Starting at the line that contains "let injector = injector.clone();" in the listing below, write out every line word for word until you have written the line that contains "assert_eq!(granted, 10);".

START SOURCE INFORMATION

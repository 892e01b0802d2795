//! Background jobs owned by the runtime.

pub mod cache_sweep;

pub use cache_sweep::{
    cache_sweep_task, CacheSweepConfig, CacheSweepMetrics, CacheSweepSnapshot,
    DEFAULT_SWEEP_INTERVAL_MS,
};
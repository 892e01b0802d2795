//! Property-Based Tests for Privacy Transforms and Budgets
//!
//! **Property 1: Budget monotonicity**
//! **Property 2: Deterministic hashing and pseudonyms**
//! **Property 3: Rule order independence**
//! **Property 4: Detected PII never survives suggested rules**

use std::sync::Arc;

use proptest::prelude::*;
use tessera_core::{DataRecord, PrivacyError};
use tessera_privacy::{
    AnonymizationRule, Anonymizer, NoiseConfig, NoiseInjector, PiiDetector, PrivacyBudgetLedger,
};
use tessera_test_utils::assertions::assert_within_budget;
use tessera_test_utils::fixtures::{privacy_engine, student_record};
use tessera_test_utils::generators::{arb_email, arb_epsilon, arb_student_record};
use tessera_test_utils::RecordingMetricsSink;

// ============================================================================
// TEST CONFIGURATION
// ============================================================================

fn anonymizer() -> Anonymizer {
    Anonymizer::new("[REDACTED]", b"property-secret")
}

// ============================================================================
// PROPERTY TESTS
// ============================================================================

proptest! {
    #![proptest_config(ProptestConfig::with_cases(100))]

    /// **Property 1: Budget monotonicity**
    ///
    /// For any sequence of requests, consumption never decreases, never
    /// exceeds the limit, and a rejected request changes nothing.
    #[test]
    fn prop_budget_is_monotonic_and_bounded(
        limit in arb_epsilon(),
        requests in prop::collection::vec(arb_epsilon(), 1..40),
    ) {
        let ledger = PrivacyBudgetLedger::new();
        ledger.register_purpose("analytics", limit).unwrap();

        let mut previous = 0.0;
        for epsilon in requests {
            let before = ledger.consumed("analytics").unwrap();
            match ledger.check_and_consume("analytics", epsilon) {
                Ok(grant) => {
                    prop_assert!(grant.consumed >= previous);
                    prop_assert!(grant.consumed <= limit);
                    previous = grant.consumed;
                }
                Err(PrivacyError::BudgetExceeded { consumed, .. }) => {
                    prop_assert_eq!(consumed, before);
                    prop_assert_eq!(ledger.consumed("analytics").unwrap(), before);
                }
                Err(other) => prop_assert!(false, "unexpected error {:?}", other),
            }
        }
        assert_within_budget(&ledger, "analytics");
    }

    /// **Property 2: Deterministic hashing and pseudonyms**
    ///
    /// The same input always maps to the same output; different inputs
    /// map to different outputs.
    #[test]
    fn prop_hash_and_pseudonym_are_deterministic(a in arb_email(), b in arb_email()) {
        let anonymizer = anonymizer();
        let rules = [
            AnonymizationRule::hash("email"),
            AnonymizationRule::pseudonymize("alias"),
        ];
        let record = |email: &str| DataRecord::new().with("email", email).with("alias", email);

        let first = anonymizer.apply(&record(&a), &rules).unwrap();
        let again = anonymizer.apply(&record(&a), &rules).unwrap();
        prop_assert_eq!(&first, &again);
        prop_assert_ne!(first.get("email"), first.get("alias"));

        let other = anonymizer.apply(&record(&b), &rules).unwrap();
        if a != b {
            prop_assert_ne!(first.get("email"), other.get("email"));
            prop_assert_ne!(first.get("alias"), other.get("alias"));
        }
    }

    /// **Property 3: Rule order independence**
    ///
    /// Rules target distinct fields, so their order does not matter.
    #[test]
    fn prop_rule_order_is_irrelevant(record in arb_student_record()) {
        let anonymizer = anonymizer();
        let rules = vec![
            AnonymizationRule::hash("email"),
            AnonymizationRule::generalize("age").with_param("bucket", 5),
            AnonymizationRule::redact("student_id"),
            AnonymizationRule::suppress("score"),
        ];
        let mut reversed = rules.clone();
        reversed.reverse();

        let forward = anonymizer.apply(&record, &rules).unwrap();
        let backward = anonymizer.apply(&record, &reversed).unwrap();
        prop_assert_eq!(&forward, &backward);
        prop_assert!(!forward.contains("score"));
        prop_assert_eq!(forward.get("student_id"), Some(&serde_json::json!("[REDACTED]")));
    }

    /// **Property 4: Detected PII never survives suggested rules**
    #[test]
    fn prop_suggested_rules_cover_detected_fields(record in arb_student_record()) {
        let detector = PiiDetector::default();
        let report = detector.detect(&record);
        prop_assert!(report.fields().contains(&"email".to_string()));

        let cleaned = anonymizer().apply(&record, &report.suggested_rules()).unwrap();
        for field in report.fields() {
            prop_assert_ne!(cleaned.get(&field), record.get(&field), "{} unchanged", field);
        }
    }
}

// ============================================================================
// SCENARIOS
// ============================================================================

#[test]
fn test_budget_rejects_overdraw_without_side_effects() {
    let sink = RecordingMetricsSink::shared();
    let ledger = PrivacyBudgetLedger::new().with_metrics(sink.clone());
    ledger.register_purpose("analytics", 5.0).unwrap();

    assert!(ledger.check_budget("analytics", 4.5));
    assert!(!ledger.check_budget("analytics", 0.6));
    assert!((ledger.consumed("analytics").unwrap() - 4.5).abs() < 1e-9);
    assert_eq!(
        sink.counter_total("tessera_privacy_budget_rejections_total"),
        1
    );

    // Exactly reaching the limit is allowed.
    assert!(ledger.check_budget("analytics", 0.5));
    assert!(ledger.remaining("analytics").unwrap() < 1e-9);
}

#[test]
fn test_unknown_purpose_is_rejected() {
    let ledger = PrivacyBudgetLedger::new();
    assert!(matches!(
        ledger.check_and_consume("marketing", 0.1),
        Err(PrivacyError::UnknownPurpose { .. })
    ));
    assert!(!ledger.check_budget("marketing", 0.1));
}

#[test]
fn test_concurrent_releases_respect_limit() {
    let ledger = Arc::new(PrivacyBudgetLedger::new());
    ledger.register_purpose("research", 1.0).unwrap();
    let injector = NoiseInjector::new(Arc::clone(&ledger));
    let config = NoiseConfig::laplace(0.1, 1.0);

    let granted: usize = std::thread::scope(|scope| {
        let handles: Vec<_> = (0..8)
            .map(|_| {
                let injector = injector.clone();
                scope.spawn(move || {
                    (0..5)
                        .filter(|_| injector.release("research", 100.0, &config).is_ok())
                        .count()
                })
            })
            .collect();
        handles.into_iter().map(|h| h.join().unwrap()).sum()
    });

    assert_eq!(granted, 10);
    assert_within_budget(&ledger, "research");
}

#[test]
fn test_engine_from_config_registers_budgets() {
    let engine = privacy_engine();
    assert_eq!(engine.ledger().remaining("analytics"), Some(5.0));
    assert_eq!(engine.ledger().remaining("research"), Some(1.0));

    let report = engine.detect(&student_record());
    assert_eq!(report.fields(), vec!["email".to_string()]);

    let anonymized = engine
        .apply(&student_record(), &report.suggested_rules())
        .unwrap();
    assert_ne!(anonymized.get("email"), student_record().get("email"));
    assert_eq!(anonymized.get("student_id"), student_record().get("student_id"));
}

END SOURCE INFORMATION

▶ [FINISHED TASK]
                let injector = injector.clone();
                scope.spawn(move || {
                    (0..5)
                        .filter(|_| injector.release("research", 100.0, &config).is_ok())
                        .count()
                })
            })
            .collect();
        handles.into_iter().map(|h| h.join().unwrap()).sum()
    });

    assert_eq!(granted, 10);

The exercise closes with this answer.